Task objective:
Output the records that follow, with every character intact.
Exercise data START
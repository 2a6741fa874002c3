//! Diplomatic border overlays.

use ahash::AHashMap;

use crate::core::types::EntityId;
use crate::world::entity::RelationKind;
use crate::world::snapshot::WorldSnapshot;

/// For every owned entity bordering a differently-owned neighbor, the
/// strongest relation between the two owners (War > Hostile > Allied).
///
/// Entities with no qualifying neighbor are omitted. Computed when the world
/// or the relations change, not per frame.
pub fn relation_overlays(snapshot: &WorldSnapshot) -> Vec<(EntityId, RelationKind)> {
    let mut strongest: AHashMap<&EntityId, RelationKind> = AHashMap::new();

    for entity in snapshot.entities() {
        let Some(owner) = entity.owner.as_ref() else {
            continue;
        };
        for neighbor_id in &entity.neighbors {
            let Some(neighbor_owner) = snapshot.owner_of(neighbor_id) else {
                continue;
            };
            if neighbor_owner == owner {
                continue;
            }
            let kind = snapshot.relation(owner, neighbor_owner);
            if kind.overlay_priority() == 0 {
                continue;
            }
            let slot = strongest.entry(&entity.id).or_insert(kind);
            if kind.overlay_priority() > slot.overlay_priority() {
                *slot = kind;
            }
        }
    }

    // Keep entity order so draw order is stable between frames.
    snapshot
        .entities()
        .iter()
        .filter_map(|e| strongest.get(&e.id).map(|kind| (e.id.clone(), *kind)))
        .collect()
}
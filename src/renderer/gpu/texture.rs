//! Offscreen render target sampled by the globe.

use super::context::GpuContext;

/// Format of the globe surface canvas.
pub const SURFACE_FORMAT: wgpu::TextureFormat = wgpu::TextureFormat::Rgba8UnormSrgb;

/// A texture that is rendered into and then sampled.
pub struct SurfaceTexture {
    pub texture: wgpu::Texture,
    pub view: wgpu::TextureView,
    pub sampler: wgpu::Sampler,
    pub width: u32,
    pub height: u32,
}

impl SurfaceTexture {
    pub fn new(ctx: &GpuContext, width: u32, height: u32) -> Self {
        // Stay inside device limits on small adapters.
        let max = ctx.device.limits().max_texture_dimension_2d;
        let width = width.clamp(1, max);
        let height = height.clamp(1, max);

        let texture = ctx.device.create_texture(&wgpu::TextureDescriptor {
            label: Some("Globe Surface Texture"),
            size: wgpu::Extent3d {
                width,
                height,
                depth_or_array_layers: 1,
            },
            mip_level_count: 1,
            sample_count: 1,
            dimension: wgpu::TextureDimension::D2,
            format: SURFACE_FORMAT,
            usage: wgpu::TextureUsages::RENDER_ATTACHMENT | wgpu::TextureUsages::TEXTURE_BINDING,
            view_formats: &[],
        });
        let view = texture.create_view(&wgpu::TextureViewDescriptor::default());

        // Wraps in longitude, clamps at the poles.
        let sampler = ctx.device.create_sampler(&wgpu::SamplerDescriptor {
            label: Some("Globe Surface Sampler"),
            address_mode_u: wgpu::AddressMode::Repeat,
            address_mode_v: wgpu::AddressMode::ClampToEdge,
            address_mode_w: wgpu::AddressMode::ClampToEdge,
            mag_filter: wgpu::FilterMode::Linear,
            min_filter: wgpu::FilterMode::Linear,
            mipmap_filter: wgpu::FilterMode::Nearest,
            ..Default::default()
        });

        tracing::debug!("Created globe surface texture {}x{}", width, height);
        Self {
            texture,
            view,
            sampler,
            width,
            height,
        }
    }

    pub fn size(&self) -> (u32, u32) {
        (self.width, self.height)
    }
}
Exercise data END
Written answer:
repository 2a6741fa874002c3
//! Diplomatic border overlays.

use ahash::AHashMap;

use crate::core::types::EntityId;
use crate::world::entity::RelationKind;
use crate::world::snapshot::WorldSnapshot;

/// For every owned entity bordering a differently-owned neighbor, the
/// strongest relation between the two owners (War > Hostile > Allied).
///
/// Entities with no qualifying neighbor are omitted. Computed when the world
/// or the relations change, not per frame.
pub fn relation_overlays(snapshot: &WorldSnapshot) -> Vec<(EntityId, RelationKind)> {
    let mut strongest: AHashMap<&EntityId, RelationKind> = AHashMap::new();

    for entity in snapshot.entities() {
        let Some(owner) = entity.owner.as_ref() else {
            continue;
        };
        for neighbor_id in &entity.neighbors {
            let Some(neighbor_owner) = snapshot.owner_of(neighbor_id) else {
                continue;
            };
            if neighbor_owner == owner {
                continue;
            }
            let kind = snapshot.relation(owner, neighbor_owner);
            if kind.overlay_priority() == 0 {
                continue;
            }
            let slot = strongest.entry(&entity.id).or_insert(kind);
            if kind.overlay_priority() > slot.overlay_priority() {
                *slot = kind;
            }
        }
    }

    // Keep entity order so draw order is stable between frames.
    snapshot
        .entities()
        .iter()
        .filter_map(|e| strongest.get(&e.id).map(|kind| (e.id.clone(), *kind)))
        .collect()
}
filename src/renderer/gpu/texture.rs
//! Offscreen render target sampled by the globe.

use super::context::GpuContext;

/// Format of the globe surface canvas.
pub const SURFACE_FORMAT: wgpu::TextureFormat = wgpu::TextureFormat::Rgba8UnormSrgb;

/// A texture that is rendered into and then sampled.
pub struct SurfaceTexture {
    pub texture: wgpu::Texture,
    pub view: wgpu::TextureView,
    pub sampler: wgpu::Sampler,
    pub width: u32,
    pub height: u32,
}

impl SurfaceTexture {
    pub fn new(ctx: &GpuContext, width: u32, height: u32) -> Self {
        // Stay inside device limits on small adapters.
        let max = ctx.device.limits().max_texture_dimension_2d;
        let width = width.clamp(1, max);
        let height = height.clamp(1, max);

        let texture = ctx.device.create_texture(&wgpu::TextureDescriptor {
            label: Some("Globe Surface Texture"),
            size: wgpu::Extent3d {
                width,
                height,
                depth_or_array_layers: 1,
            },
            mip_level_count: 1,
            sample_count: 1,
            dimension: wgpu::TextureDimension::D2,
            format: SURFACE_FORMAT,
            usage: wgpu::TextureUsages::RENDER_ATTACHMENT | wgpu::TextureUsages::TEXTURE_BINDING,
            view_formats: &[],
        });
        let view = texture.create_view(&wgpu::TextureViewDescriptor::default());

        // Wraps in longitude, clamps at the poles.
        let sampler = ctx.device.create_sampler(&wgpu::SamplerDescriptor {
            label: Some("Globe Surface Sampler"),
            address_mode_u: wgpu::AddressMode::Repeat,
            address_mode_v: wgpu::AddressMode::ClampToEdge,
            address_mode_w: wgpu::AddressMode::ClampToEdge,
            mag_filter: wgpu::FilterMode::Linear,
            min_filter: wgpu::FilterMode::Linear,
            mipmap_filter: wgpu::FilterMode::Nearest,
            ..Default::default()
        });

        tracing::debug!("Created globe surface texture {}x{}", width, height);
        Self {
            texture,
            view,
            sampler,
            width,
            height,
        }
    }

    pub fn size(&self) -> (u32, u32) {
        (self.width, self.height)
    }
}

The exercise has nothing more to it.